Dans l’étude, publiée dans ChemLes chercheurs ont découvert qu’ils peuvent séparer le dioxyde de carbone des sources industrielles en imitant les mécanismes que les plantes utilisent pour stocker le carbone, en utilisant la lumière du soleil pour rendre une molécule énol stable suffisamment réactive pour “saisir” le carbone.

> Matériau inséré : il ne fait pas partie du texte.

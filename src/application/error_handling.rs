// src/application/error_handling.rs
//
// Error Handling for Commands
//
// - Maps internal errors to user-facing responses
// - Validation and authentication messages are shown as-is
// - Not-found is a soft failure
// - Everything else is logged and reported generically

use serde::{Deserialize, Serialize};

use crate::domain::DomainError;
use crate::error::AppError;

/// Standard error response for the UI
#[derive(Debug, Clone, Serialize, Deserialize)]
pub struct ErrorResponse {
    pub success: bool,
    pub error_type: ErrorType,
    pub message: String,
    pub details: Option<String>,
}

/// Error categories for the UI
#[derive(Debug, Clone, Copy, PartialEq, Eq, Serialize, Deserialize)]
#[serde(rename_all = "snake_case")]
pub enum ErrorType {
    /// Missing or malformed input
    Validation,

    /// Bad credentials, duplicate account, not signed in
    Authentication,

    /// Role does not permit the operation
    Forbidden,

    /// Referenced record missing at mutation time
    NotFound,

    /// Business rule rejected the operation (already adopted, already decided)
    DomainError,

    Database,

    Internal,
}

pub type CommandResult<T> = Result<T, ErrorResponse>;

impl ErrorResponse {
    fn new(error_type: ErrorType, message: impl Into<String>, details: Option<String>) -> Self {
        Self {
            success: false,
            error_type,
            message: message.into(),
            details,
        }
    }

    pub fn from_app_error(error: AppError) -> Self {
        match error {
            AppError::Validation(message) => Self::validation(message),

            AppError::Authentication(message) => {
                Self::new(ErrorType::Authentication, message, None)
            }

            AppError::Forbidden(message) => Self::new(
                ErrorType::Forbidden,
                "You do not have permission to do that",
                Some(message),
            ),

            AppError::NotFound => Self::new(ErrorType::NotFound, "Resource not found", None),

            AppError::Domain(DomainError::NotFound(what)) => {
                Self::new(ErrorType::NotFound, format!("{} not found", what), None)
            }

            AppError::Domain(domain_error) => Self::new(
                ErrorType::DomainError,
                "The operation is not allowed right now",
                Some(domain_error.to_string()),
            ),

            AppError::Database(db_error) => {
                log::error!("Database error: {:?}", db_error);
                Self::new(
                    ErrorType::Database,
                    "Database operation failed",
                    Some("Check logs for details".to_string()),
                )
            }

            AppError::Pool(pool_error) => {
                log::error!("Connection pool error: {}", pool_error);
                Self::new(ErrorType::Database, "Database connection failed", None)
            }

            other => {
                log::error!("Unexpected error: {:?}", other);
                Self::new(ErrorType::Internal, "Something went wrong", None)
            }
        }
    }

    pub fn validation(message: impl Into<String>) -> Self {
        Self::new(ErrorType::Validation, message, None)
    }

    pub fn not_found(resource: &str) -> Self {
        Self::new(ErrorType::NotFound, format!("{} not found", resource), None)
    }
}

impl From<AppError> for ErrorResponse {
    fn from(error: AppError) -> Self {
        Self::from_app_error(error)
    }
}

impl std::fmt::Display for ErrorResponse {
    fn fmt(&self, f: &mut std::fmt::Formatter<'_>) -> std::fmt::Result {
        f.write_str(&self.message)
    }
}

#[cfg(test)]
mod tests {
    use super::*;

    #[test]
    fn test_not_found_error() {
        let error = ErrorResponse::from_app_error(AppError::NotFound);
        assert_eq!(error.error_type, ErrorType::NotFound);
        assert_eq!(error.message, "Resource not found");
        assert!(!error.success);
    }

    #[test]
    fn test_validation_message_shown_as_is() {
        let error = ErrorResponse::from(AppError::validation("Please fill in all fields"));
        assert_eq!(error.error_type, ErrorType::Validation);
        assert_eq!(error.message, "Please fill in all fields");
    }

    #[test]
    fn test_authentication_message_verbatim() {
        let error = ErrorResponse::from(AppError::Authentication(
            "The email address is already in use by another account.".to_string(),
        ));
        assert_eq!(error.error_type, ErrorType::Authentication);
        assert_eq!(
            error.message,
            "The email address is already in use by another account."
        );
    }

    #[test]
    fn test_unknown_errors_are_generic() {
        let error = ErrorResponse::from(AppError::Other("disk on fire".to_string()));
        assert_eq!(error.error_type, ErrorType::Internal);
        assert!(!error.message.contains("disk"));
    }

    #[test]
    fn test_domain_rejection() {
        let error = ErrorResponse::from(AppError::Domain(DomainError::InvalidStateTransition(
            "already decided".to_string(),
        )));
        assert_eq!(error.error_type, ErrorType::DomainError);
        assert!(error.details.unwrap().contains("already decided"));
    }

    #[test]
    fn test_serialization() {
        let error = ErrorResponse::not_found("Animal");
        let json = serde_json::to_string(&error).unwrap();
        assert!(json.contains("not_found"));
        assert!(json.contains("Animal not found"));
    }
}
// src/repositories/animal_repository.rs
//
// Animal persistence

use std::sync::Arc;

use chrono::Utc;
use rusqlite::{params, Row};
use uuid::Uuid;

use super::mapping::{label_column, timestamp_column, uuid_column};
use crate::db::ConnectionPool;
use crate::domain::animal::{Animal, AnimalStatus};
use crate::error::{AppError, AppResult};

#[cfg_attr(test, mockall::automock)]
pub trait AnimalRepository: Send + Sync {
    fn insert(&self, animal: &Animal) -> AppResult<()>;

    /// Writes name, description, photo and location; never status
    fn update_details(&self, animal: &Animal) -> AppResult<()>;

    fn get_by_id(&self, id: Uuid) -> AppResult<Option<Animal>>;

    fn list_all(&self) -> AppResult<Vec<Animal>>;

    /// Removes the animal and its requests together.
    /// Returns how many requests went with it.
    fn delete(&self, id: Uuid) -> AppResult<usize>;
}

pub struct SqliteAnimalRepository {
    pool: Arc<ConnectionPool>,
}

const ANIMAL_COLUMNS: &str =
    "id, name, description, photo, location, status, created_at, updated_at";

impl SqliteAnimalRepository {
    pub fn new(pool: Arc<ConnectionPool>) -> Self {
        Self { pool }
    }

    fn row_to_animal(row: &Row) -> Result<Animal, rusqlite::Error> {
        Ok(Animal {
            id: uuid_column(row, "id")?,
            name: row.get("name")?,
            description: row.get("description")?,
            photo: row.get("photo")?,
            location: row.get("location")?,
            status: label_column(row, "status", AnimalStatus::parse)?,
            created_at: timestamp_column(row, "created_at")?,
            updated_at: timestamp_column(row, "updated_at")?,
        })
    }
}

impl AnimalRepository for SqliteAnimalRepository {
    fn insert(&self, animal: &Animal) -> AppResult<()> {
        let conn = self.pool.get()?;

        conn.execute(
            "INSERT INTO animals (
                id, name, description, photo, location, status, created_at, updated_at
            ) VALUES (?1, ?2, ?3, ?4, ?5, ?6, ?7, ?8)",
            params![
                animal.id.to_string(),
                animal.name,
                animal.description,
                animal.photo,
                animal.location,
                animal.status.as_str(),
                animal.created_at.to_rfc3339(),
                animal.updated_at.to_rfc3339(),
            ],
        )?;

        Ok(())
    }

    fn update_details(&self, animal: &Animal) -> AppResult<()> {
        let conn = self.pool.get()?;

        let rows_affected = conn.execute(
            "UPDATE animals
             SET name = ?1, description = ?2, photo = ?3, location = ?4, updated_at = ?5
             WHERE id = ?6",
            params![
                animal.name,
                animal.description,
                animal.photo,
                animal.location,
                animal.updated_at.to_rfc3339(),
                animal.id.to_string(),
            ],
        )?;

        if rows_affected == 0 {
            return Err(AppError::NotFound);
        }

        Ok(())
    }

    fn get_by_id(&self, id: Uuid) -> AppResult<Option<Animal>> {
        let conn = self.pool.get()?;

        let mut stmt = conn.prepare(&format!(
            "SELECT {} FROM animals WHERE id = ?1",
            ANIMAL_COLUMNS
        ))?;

        match stmt.query_row(params![id.to_string()], Self::row_to_animal) {
            Ok(animal) => Ok(Some(animal)),
            Err(rusqlite::Error::QueryReturnedNoRows) => Ok(None),
            Err(e) => Err(AppError::Database(e)),
        }
    }

    fn list_all(&self) -> AppResult<Vec<Animal>> {
        let conn = self.pool.get()?;

        let mut stmt = conn.prepare(&format!(
            "SELECT {} FROM animals ORDER BY created_at, name",
            ANIMAL_COLUMNS
        ))?;

        let animals = stmt
            .query_map([], Self::row_to_animal)?
            .collect::<Result<Vec<_>, _>>()?;

        Ok(animals)
    }

    fn delete(&self, id: Uuid) -> AppResult<usize> {
        let mut conn = self.pool.get()?;
        let tx = conn.transaction()?;

        let removed_requests = tx.execute(
            "DELETE FROM adoption_requests WHERE animal_id = ?1",
            params![id.to_string()],
        )?;

        let rows_affected = tx.execute("DELETE FROM animals WHERE id = ?1", params![id.to_string()])?;

        if rows_affected == 0 {
            // dropping the transaction rolls back
            return Err(AppError::NotFound);
        }

        tx.commit()?;
        log::debug!(
            "Deleted animal {} with {} adoption requests at {}",
            id,
            removed_requests,
            Utc::now().to_rfc3339()
        );

        Ok(removed_requests)
    }
}

#[cfg(test)]
mod tests {
    use super::*;
    use crate::config::AppConfig;
    use crate::db::{create_connection_pool, initialize_database};

    fn repository() -> SqliteAnimalRepository {
        let pool = create_connection_pool(&AppConfig::in_memory()).unwrap();
        initialize_database(&pool.get().unwrap()).unwrap();
        SqliteAnimalRepository::new(Arc::new(pool))
    }

    #[test]
    fn test_insert_and_get() {
        let repo = repository();
        let mut animal = Animal::new("Biscuit".to_string(), "Terrier mix".to_string());
        animal.location = Some("Elm Street".to_string());

        repo.insert(&animal).unwrap();

        let loaded = repo.get_by_id(animal.id).unwrap().unwrap();
        assert_eq!(loaded.name, "Biscuit");
        assert_eq!(loaded.location.as_deref(), Some("Elm Street"));
        assert_eq!(loaded.status, AnimalStatus::Available);
    }

    #[test]
    fn test_missing_animal_is_none() {
        let repo = repository();
        assert!(repo.get_by_id(Uuid::new_v4()).unwrap().is_none());
    }

    #[test]
    fn test_update_details_leaves_status_alone() {
        let repo = repository();
        let mut animal = Animal::new("Biscuit".to_string(), "Terrier mix".to_string());
        repo.insert(&animal).unwrap();

        // a stale in-memory status must not be written back
        animal.status = AnimalStatus::Adopted;
        animal.update_details(Some("Cookie".to_string()), None, Some(Some("file:///a.jpg".to_string())), None);
        repo.update_details(&animal).unwrap();

        let loaded = repo.get_by_id(animal.id).unwrap().unwrap();
        assert_eq!(loaded.name, "Cookie");
        assert_eq!(loaded.photo.as_deref(), Some("file:///a.jpg"));
        assert_eq!(loaded.status, AnimalStatus::Available);
    }

    #[test]
    fn test_update_missing_is_not_found() {
        let repo = repository();
        let animal = Animal::new("Ghost".to_string(), "Never stored".to_string());
        assert!(matches!(repo.update_details(&animal), Err(AppError::NotFound)));
    }

    #[test]
    fn test_delete() {
        let repo = repository();
        let animal = Animal::new("Biscuit".to_string(), "Terrier mix".to_string());
        repo.insert(&animal).unwrap();

        assert_eq!(repo.delete(animal.id).unwrap(), 0);
        assert!(repo.get_by_id(animal.id).unwrap().is_none());
        assert!(matches!(repo.delete(animal.id), Err(AppError::NotFound)));
    }

    #[test]
    fn test_list_all() {
        let repo = repository();
        repo.insert(&Animal::new("A".to_string(), "first".to_string())).unwrap();
        repo.insert(&Animal::new("B".to_string(), "second".to_string())).unwrap();

        assert_eq!(repo.list_all().unwrap().len(), 2);
    }
}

Ils ont également utilisé la lumière du soleil pour conduire une réaction supplémentaire qui peut ensuite libérer le dioxyde de carbone pour le stockage ou la réutilisation. Il s’agit du premier système de séparation lumineux pour la capture et la libération du carbone. Les étudiants diplômés Bayu Ahmad, MS ’23, sont le premier auteur.
“Du point de vue de la chimie, c’est totalement différent de ce que n’importe qui d’autre fait dans la capture du carbone”, a déclaré l’auteur principal Phillip Milner, professeur agrégé de chimie et de biologie chimique au College of Arts and Sciences. “Tout le mécanisme était l’idée de Bayu, et quand il me l’a montré à l’origine, je pensais que cela ne fonctionnerait jamais. Cela fonctionne totalement.”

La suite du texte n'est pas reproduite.